And in this short and at the same time very long time span, in which the war in Ukraine has continued to inflame the world, China and Russia have built the scaffolding of this “great change.” Thus involving all those emerging countries that – to put it mildly – do not identify with the Western bloc.

The “new pact” between Bear and Dragon literally wants “another world,” embodied by the alliance called BRICS (initials for Brazil, Russia, India, China and South Africa).

A multipolar world, one that will unhinge the dominance and influence of the United States and with a common currency that succeeds in breaking the “yoke” of the dollar as the international reference currency.

An ambitious world that will now have to change its name, as it has seen the entry of new states that intend to counter NATO, the G7, the World Bank and the International Monetary Fund politically and economically.

What are the BRICS and which states have joined

The acronym BRICS represents the group of emerging economies in the 2000s with high growth prospects and common goals. Namely Brazil, Russia, India, China and South Africa. Together they group half the world’s population (more than 3.5 billion people).

The major geopolitical shakeup caused by the Russian invasion of Ukraine provided especially for China.

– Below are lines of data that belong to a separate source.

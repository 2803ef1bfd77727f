//! Segment fetching and AES-128-CBC decryption.

use std::sync::Arc;

use aes::Aes128;
use bytes::Bytes;
use cbc::cipher::block_padding::Pkcs7;
use cbc::cipher::{BlockDecryptMut, KeyIvInit};
use tokio_util::sync::CancellationToken;
use tracing::{instrument, trace};

use super::key::KeyMaterial;
use super::playlist::SegmentRef;
use crate::download::{ConcurrencyLimiter, DownloadError, HttpClient};

type Aes128CbcDec = cbc::Decryptor<Aes128>;

/// Outcome of fetching (and decrypting) one segment.
///
/// Payloads are only present on success; a failed segment carries the
/// [`DownloadError::SegmentFetch`] or [`DownloadError::DecryptFailed`] that
/// stopped it.
#[derive(Debug)]
pub struct SegmentResult {
    /// Manifest position of the segment.
    pub sequence_index: usize,
    /// Plain payload bytes or the failure.
    pub outcome: Result<Bytes, DownloadError>,
}

/// Decrypts one AES-128-CBC segment and strips PKCS#7 padding.
///
/// # Errors
///
/// Returns [`DownloadError::DecryptFailed`] when the ciphertext is not a whole
/// number of blocks or the padding is invalid.
pub fn decrypt_segment(
    sequence_index: usize,
    data: &[u8],
    material: &KeyMaterial,
) -> Result<Bytes, DownloadError> {
    let mut buffer = data.to_vec();
    let decrypted_len = Aes128CbcDec::new(&material.key.into(), &material.iv.into())
        .decrypt_padded_mut::<Pkcs7>(&mut buffer)
        .map_err(|e| DownloadError::decrypt_failed(sequence_index, e.to_string()))?
        .len();
    buffer.truncate(decrypted_len);
    Ok(Bytes::from(buffer))
}

/// Fetches single segments under the shared limiter.
#[derive(Debug, Clone)]
pub struct SegmentFetcher {
    client: HttpClient,
    limiter: ConcurrencyLimiter,
    key: Option<Arc<KeyMaterial>>,
}

impl SegmentFetcher {
    /// Creates a fetcher; `key` is applied to every segment it fetches.
    #[must_use]
    pub fn new(
        client: HttpClient,
        limiter: ConcurrencyLimiter,
        key: Option<Arc<KeyMaterial>>,
    ) -> Self {
        Self {
            client,
            limiter,
            key,
        }
    }

    /// Fetches one segment and decrypts it when a key is configured.
    ///
    /// The limiter permit covers only the request and body read; decryption
    /// runs afterwards on the blocking pool.
    #[instrument(skip(self, segment, token), fields(index = segment.sequence_index))]
    pub async fn fetch(&self, segment: &SegmentRef, token: &CancellationToken) -> SegmentResult {
        SegmentResult {
            sequence_index: segment.sequence_index,
            outcome: self.fetch_inner(segment, token).await,
        }
    }

    async fn fetch_inner(
        &self,
        segment: &SegmentRef,
        token: &CancellationToken,
    ) -> Result<Bytes, DownloadError> {
        let index = segment.sequence_index;
        let body = {
            let _permit = self
                .limiter
                .acquire_or_cancel(token)
                .await
                .map_err(|e| DownloadError::segment_fetch(index, &segment.url, e))?;
            self.client
                .get_bytes(&segment.url, token)
                .await
                .map_err(|e| DownloadError::segment_fetch(index, &segment.url, e))?
        };
        trace!(bytes = body.len(), "segment fetched");

        let Some(material) = self.key.clone() else {
            return Ok(body);
        };

        tokio::task::spawn_blocking(move || decrypt_segment(index, &body, &material))
            .await
            .map_err(|e| DownloadError::decrypt_failed(index, format!("decryption task failed: {e}")))?
    }
}

#[cfg(test)]
#[allow(clippy::unwrap_used)]
mod tests {
    use cbc::cipher::BlockEncryptMut;

    use super::*;

    type Aes128CbcEnc = cbc::Encryptor<Aes128>;

    fn material(iv: [u8; 16]) -> KeyMaterial {
        KeyMaterial {
            key: *b"0123456789abcdef",
            iv,
        }
    }

    fn encrypt(plain: &[u8], material: &KeyMaterial) -> Vec<u8> {
        Aes128CbcEnc::new(&material.key.into(), &material.iv.into())
            .encrypt_padded_vec_mut::<Pkcs7>(plain)
    }

    #[test]
    fn test_decrypt_recovers_plaintext_with_explicit_iv() {
        let material = material([9u8; 16]);
        let plain = b"transport stream payload that spans several blocks";
        let cipher = encrypt(plain, &material);

        let decrypted = decrypt_segment(0, &cipher, &material).unwrap();
        assert_eq!(&decrypted[..], plain);
    }

    #[test]
    fn test_decrypt_recovers_plaintext_with_zero_iv() {
        let material = material([0u8; 16]);
        let plain = b"AAA";
        let cipher = encrypt(plain, &material);
        assert_eq!(cipher.len(), 16);

        let decrypted = decrypt_segment(4, &cipher, &material).unwrap();
        assert_eq!(&decrypted[..], plain);
    }

    #[test]
    fn test_decrypt_block_aligned_plaintext() {
        let material = material([1u8; 16]);
        let plain = [0x47u8; 188 * 2];
        let cipher = encrypt(&plain, &material);
        assert_eq!(cipher.len(), plain.len() + 16, "full padding block expected");

        let decrypted = decrypt_segment(1, &cipher, &material).unwrap();
        assert_eq!(&decrypted[..], &plain[..]);
    }

    #[test]
    fn test_decrypt_rejects_partial_block() {
        let material = material([0u8; 16]);
        let err = decrypt_segment(2, &[0u8; 20], &material).unwrap_err();
        assert!(matches!(err, DownloadError::DecryptFailed { index: 2, .. }));
    }

    #[test]
    fn test_decrypt_with_wrong_key_fails_or_differs() {
        let material = material([0u8; 16]);
        let cipher = encrypt(b"secret segment bytes", &material);
        let wrong = KeyMaterial {
            key: *b"fedcba9876543210",
            iv: [0u8; 16],
        };
        match decrypt_segment(3, &cipher, &wrong) {
            Ok(bytes) => assert_ne!(&bytes[..], b"secret segment bytes"),
            Err(err) => assert!(matches!(err, DownloadError::DecryptFailed { .. })),
        }
    }
}
use std::fs;
use std::path::{Path, PathBuf};

use serde::Serialize;
use tracing::debug;
use walkdir::WalkDir;

use crate::chunking::{PartName, parse_part_file_name};
use crate::errors::SplitterError;
use crate::types::FileName;

/// A file found by a directory scan, with its size at scan time.
#[derive(Clone, Debug, PartialEq, Eq, Serialize)]
pub struct ScannedFile {
    /// Full path.
    pub path: PathBuf,
    /// Bare file name.
    pub name: FileName,
    /// Size in bytes (0 when metadata is unavailable).
    pub bytes: u64,
}

/// Filesystem transport that lists archives directly under one directory.
pub struct ArchiveDirectory {
    root: PathBuf,
    extension: String,
}

impl ArchiveDirectory {
    /// Scan `root` for files with `extension` (no leading dot).
    pub fn new(root: impl Into<PathBuf>, extension: impl Into<String>) -> Self {
        Self {
            root: root.into(),
            extension: extension.into(),
        }
    }

    /// Directory being scanned.
    pub fn root(&self) -> &Path {
        &self.root
    }

    /// Files (or symlinks to files) directly under the root with a matching extension,
    /// sorted by path.
    ///
    /// Subdirectories are never descended into. A missing root is reported as
    /// `SourceDirectoryMissing`.
    pub fn list_archives(&self) -> Result<Vec<ScannedFile>, SplitterError> {
        if !self.root.is_dir() {
            return Err(SplitterError::SourceDirectoryMissing {
                path: self.root.clone(),
            });
        }
        let mut files: Vec<ScannedFile> = WalkDir::new(&self.root)
            .min_depth(1)
            .max_depth(1)
            .into_iter()
            .filter_map(|entry| match entry {
                Ok(entry) => Some(entry.into_path()),
                Err(err) => {
                    debug!(
                        root = %self.root.display(),
                        error = %err,
                        "[swath_split] skipping unreadable directory entry"
                    );
                    None
                }
            })
            // `is_file` follows symlinks.
            .filter(|path| path.is_file())
            .filter(|path| has_extension(path, &self.extension))
            .map(|path| ScannedFile {
                name: display_name(&path),
                bytes: file_size(&path),
                path,
            })
            .collect();
        files.sort_by(|a, b| a.path.cmp(&b.path));
        Ok(files)
    }

    /// Source archives to split, optionally skipping files already named like parts.
    pub fn list_sources(&self, skip_part_files: bool) -> Result<Vec<ScannedFile>, SplitterError> {
        let mut files = self.list_archives()?;
        if skip_part_files {
            files.retain(|file| {
                let is_part = parse_part_file_name(&file.name, &self.extension).is_some();
                if is_part {
                    debug!(
                        file = %file.name,
                        "[swath_split] skipping previously split output"
                    );
                }
                !is_part
            });
        }
        Ok(files)
    }

    /// Part archives directly under the root, with parsed names.
    ///
    /// A missing root yields an empty list.
    pub fn list_parts(&self) -> Vec<(ScannedFile, PartName)> {
        if !self.root.is_dir() {
            return Vec::new();
        }
        self.list_archives()
            .unwrap_or_default()
            .into_iter()
            .filter_map(|file| {
                let part = parse_part_file_name(&file.name, &self.extension)?;
                Some((file, part))
            })
            .collect()
    }
}

/// True if the path has exactly `extension` (case-sensitive, no leading dot).
///
/// `orbit.swz` and `orbit.SWZ` share a stem, so only one of them may be a source.
pub fn has_extension(path: &Path, extension: &str) -> bool {
    path.extension()
        .and_then(|ext| ext.to_str())
        .is_some_and(|ext| ext == extension)
}

/// Bare file name of `path`, falling back to the full path when it has none.
pub fn display_name(path: &Path) -> FileName {
    path.file_name()
        .map(|name| name.to_string_lossy().into_owned())
        .unwrap_or_else(|| path.display().to_string())
}

/// Best-effort file size in bytes.
pub fn file_size(path: &Path) -> u64 {
    fs::metadata(path).map(|meta| meta.len()).unwrap_or(0)
}

#[cfg(test)]
mod tests {
    use super::*;
    use tempfile::tempdir;

    #[test]
    fn lists_matching_files_non_recursively_in_path_order() {
        let temp = tempdir().unwrap();
        let root = temp.path();
        for name in ["charlie.swz", "alpha.swz", "bravo.SWZ", "notes.txt"] {
            fs::write(root.join(name), name.as_bytes()).unwrap();
        }
        let nested = root.join("new_data_all");
        fs::create_dir(&nested).unwrap();
        fs::write(nested.join("delta.swz"), b"nested").unwrap();

        let files = ArchiveDirectory::new(root, "swz").list_archives().unwrap();
        let names: Vec<&str> = files.iter().map(|file| file.name.as_str()).collect();
        assert_eq!(names, vec!["alpha.swz", "charlie.swz"]);
        assert_eq!(files[0].bytes, "alpha.swz".len() as u64);
    }

    #[test]
    fn missing_root_is_reported() {
        let temp = tempdir().unwrap();
        let missing = temp.path().join("absent");
        let err = ArchiveDirectory::new(&missing, "swz")
            .list_archives()
            .unwrap_err();
        assert!(matches!(
            err,
            SplitterError::SourceDirectoryMissing { ref path } if *path == missing
        ));
        assert!(ArchiveDirectory::new(&missing, "swz").list_parts().is_empty());
    }

    #[test]
    fn part_files_are_skipped_and_listed_separately() {
        let temp = tempdir().unwrap();
        let root = temp.path();
        for name in ["orbit.swz", "orbit_part_1of2.swz", "orbit_part_2of2.swz"] {
            fs::write(root.join(name), b"x").unwrap();
        }
        let dir = ArchiveDirectory::new(root, "swz");

        let sources = dir.list_sources(true).unwrap();
        assert_eq!(sources.len(), 1);
        assert_eq!(sources[0].name, "orbit.swz");
        assert_eq!(dir.list_sources(false).unwrap().len(), 3);

        let parts = dir.list_parts();
        assert_eq!(parts.len(), 2);
        assert!(parts.iter().all(|(_, part)| part.stem == "orbit"));
        assert_eq!(parts[1].1.part_number, 2);
    }

    #[test]
    fn extension_match_is_case_sensitive() {
        let temp = tempdir().unwrap();
        for name in ["orbit.swz", "orbit.SWZ", "orbit.Swz"] {
            fs::write(temp.path().join(name), b"x").unwrap();
        }
        let files = ArchiveDirectory::new(temp.path(), "swz").list_archives().unwrap();
        let names: Vec<&str> = files.iter().map(|file| file.name.as_str()).collect();
        assert_eq!(names, vec!["orbit.swz"]);
        assert!(!has_extension(Path::new("orbit.SWZ"), "swz"));
    }

    #[cfg(unix)]
    #[test]
    fn symlinked_archives_are_listed() {
        let temp = tempdir().unwrap();
        let outside = tempdir().unwrap();
        let target = outside.path().join("linked.swz");
        fs::write(&target, b"linked").unwrap();
        std::os::unix::fs::symlink(&target, temp.path().join("linked.swz")).unwrap();
        fs::create_dir(temp.path().join("dir.swz")).unwrap();

        let files = ArchiveDirectory::new(temp.path(), "swz").list_archives().unwrap();
        assert_eq!(files.len(), 1);
        assert_eq!(files[0].name, "linked.swz");
        assert_eq!(files[0].bytes, "linked".len() as u64);
    }
}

Which, perceives itself and is perceived as the leading power in this union, an opportunity to further polarize the contention with the Western bloc by inviting other countries into the “club.”

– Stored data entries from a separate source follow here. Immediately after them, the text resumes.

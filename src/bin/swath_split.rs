use std::error::Error;

fn main() -> Result<(), Box<dyn Error>> {
    swath_split::app::init_tracing();
    swath_split::app::run_split_archives(std::env::args().skip(1))
}
use std::env;
use std::path::PathBuf;

use crate::constants::archive::{
    DEFAULT_COMPRESSION_LEVEL, DEFAULT_EXTENSION, MAX_COMPRESSION_LEVEL, MIN_COMPRESSION_LEVEL,
};
use crate::constants::chunking::DEFAULT_CHUNK_SIZE;
use crate::constants::config::{
    DEFAULT_DEST_DIR, DEFAULT_SOURCE_DIR, ENV_CHUNK_SIZE, ENV_DEST_DIR, ENV_SOURCE_DIR,
};
use crate::errors::SplitterError;

/// Top-level splitter configuration.
#[derive(Clone, Debug)]
pub struct SplitterConfig {
    /// Directory scanned (non-recursively) for source archives.
    pub source_dir: PathBuf,
    /// Directory receiving chunk archives; created on first write.
    pub dest_dir: PathBuf,
    /// Maximum records per chunk.
    pub chunk_size: usize,
    /// Archive file extension (without the leading dot) for sources and outputs.
    pub extension: String,
    /// zstd level used when writing chunk archives.
    pub compression_level: i32,
    /// Exclude sources whose names already match the part naming pattern.
    ///
    /// Keeps a destination that overlaps the source directory from being re-split.
    pub skip_part_files: bool,
    /// Plan chunks and report them without writing anything.
    pub dry_run: bool,
}

impl Default for SplitterConfig {
    fn default() -> Self {
        Self {
            source_dir: PathBuf::from(DEFAULT_SOURCE_DIR),
            dest_dir: PathBuf::from(DEFAULT_DEST_DIR),
            chunk_size: DEFAULT_CHUNK_SIZE,
            extension: DEFAULT_EXTENSION.to_string(),
            compression_level: DEFAULT_COMPRESSION_LEVEL,
            skip_part_files: true,
            dry_run: false,
        }
    }
}

impl SplitterConfig {
    /// Config for explicit directories with all other settings at their defaults.
    pub fn new(source_dir: impl Into<PathBuf>, dest_dir: impl Into<PathBuf>) -> Self {
        Self {
            source_dir: source_dir.into(),
            dest_dir: dest_dir.into(),
            ..Self::default()
        }
    }

    /// Override the chunk size.
    pub fn with_chunk_size(mut self, chunk_size: usize) -> Self {
        self.chunk_size = chunk_size;
        self
    }

    /// Override the archive extension.
    pub fn with_extension(mut self, extension: impl Into<String>) -> Self {
        self.extension = extension.into();
        self
    }

    /// Enable or disable dry-run planning.
    pub fn with_dry_run(mut self, dry_run: bool) -> Self {
        self.dry_run = dry_run;
        self
    }

    /// Build a config from environment overrides on top of the defaults.
    pub fn from_env() -> Result<Self, SplitterError> {
        Self::resolve(None, None, None)
    }

    /// Resolve directories and chunk size by explicit value, then environment, then default.
    pub fn resolve(
        source_dir: Option<PathBuf>,
        dest_dir: Option<PathBuf>,
        chunk_size: Option<usize>,
    ) -> Result<Self, SplitterError> {
        let defaults = Self::default();
        let source_dir = source_dir
            .or_else(|| env_path(ENV_SOURCE_DIR))
            .unwrap_or(defaults.source_dir);
        let dest_dir = dest_dir
            .or_else(|| env_path(ENV_DEST_DIR))
            .unwrap_or(defaults.dest_dir);
        let chunk_size = match chunk_size {
            Some(value) => value,
            None => match env_value(ENV_CHUNK_SIZE) {
                Some(raw) => parse_chunk_size(&raw).map_err(SplitterError::Configuration)?,
                None => defaults.chunk_size,
            },
        };
        Ok(Self {
            source_dir,
            dest_dir,
            chunk_size,
            ..defaults
        })
    }

    /// Validate settings that would otherwise fail mid-run.
    pub fn validate(&self) -> Result<(), SplitterError> {
        if self.chunk_size == 0 {
            return Err(SplitterError::Configuration(
                "chunk size must be greater than zero".to_string(),
            ));
        }
        let extension = self.extension.trim_start_matches('.');
        if extension.is_empty() || extension.contains(['/', '\\']) {
            return Err(SplitterError::Configuration(format!(
                "invalid archive extension '{}'",
                self.extension
            )));
        }
        if !(MIN_COMPRESSION_LEVEL..=MAX_COMPRESSION_LEVEL).contains(&self.compression_level) {
            return Err(SplitterError::Configuration(format!(
                "compression level {} outside {}..={}",
                self.compression_level, MIN_COMPRESSION_LEVEL, MAX_COMPRESSION_LEVEL
            )));
        }
        Ok(())
    }

    /// Extension without a leading dot.
    pub fn normalized_extension(&self) -> &str {
        self.extension.trim_start_matches('.')
    }
}

/// Parse a positive chunk size.
pub fn parse_chunk_size(raw: &str) -> Result<usize, String> {
    let parsed = raw.trim().parse::<usize>().map_err(|_| {
        format!(
            "Could not parse chunk size value '{}' as a positive integer",
            raw
        )
    })?;
    if parsed == 0 {
        return Err("chunk size must be greater than zero".to_string());
    }
    Ok(parsed)
}

fn env_value(key: &str) -> Option<String> {
    env::var(key).ok().filter(|value| !value.trim().is_empty())
}

fn env_path(key: &str) -> Option<PathBuf> {
    env_value(key).map(PathBuf::from)
}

Thus, here is where six more nations will join the “Global South” bloc as of January 1, 2024: Saudi Arabia, Iran, Egypt, Ethiopia, Argentina and the United Arab Emirates.

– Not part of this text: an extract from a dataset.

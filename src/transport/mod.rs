/// Local filesystem scanning for source and part archives.
pub mod fs;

And it does not end there. Applying expressly to join the bloc have been at least 22 other countries, and as many have expressed keen interest in joining. Clear sign of a growing anti-Western sentiment? In economic terms certainly yes, much more than ideological.

Read also: Will BRICS emerging countries wage (economic) war on the West?

An explosive alliance: internal tensions within the BRICS

It is equally clear that the BRICS is a highly heterogeneous front, in which countries with conflicting interests coexist. Russia and China are a prime example. Two touching empires, allies by circumstance and tactical, certainly not strategic, economic partners. The strategy of both is to rule alone, not in pairs.

A rich and promising slice of investment concerns the disputed Central Asia, where Moscow fears the unstoppable growth of Chinese influence.

Then, when one considers that another major Asian power, India, is also in the group, the risking becomes more intense. Internal balances are fraught with tension, especially in light of the last summit in South Africa. Where the entry of the six new countries did not satisfy everyone, to say the least.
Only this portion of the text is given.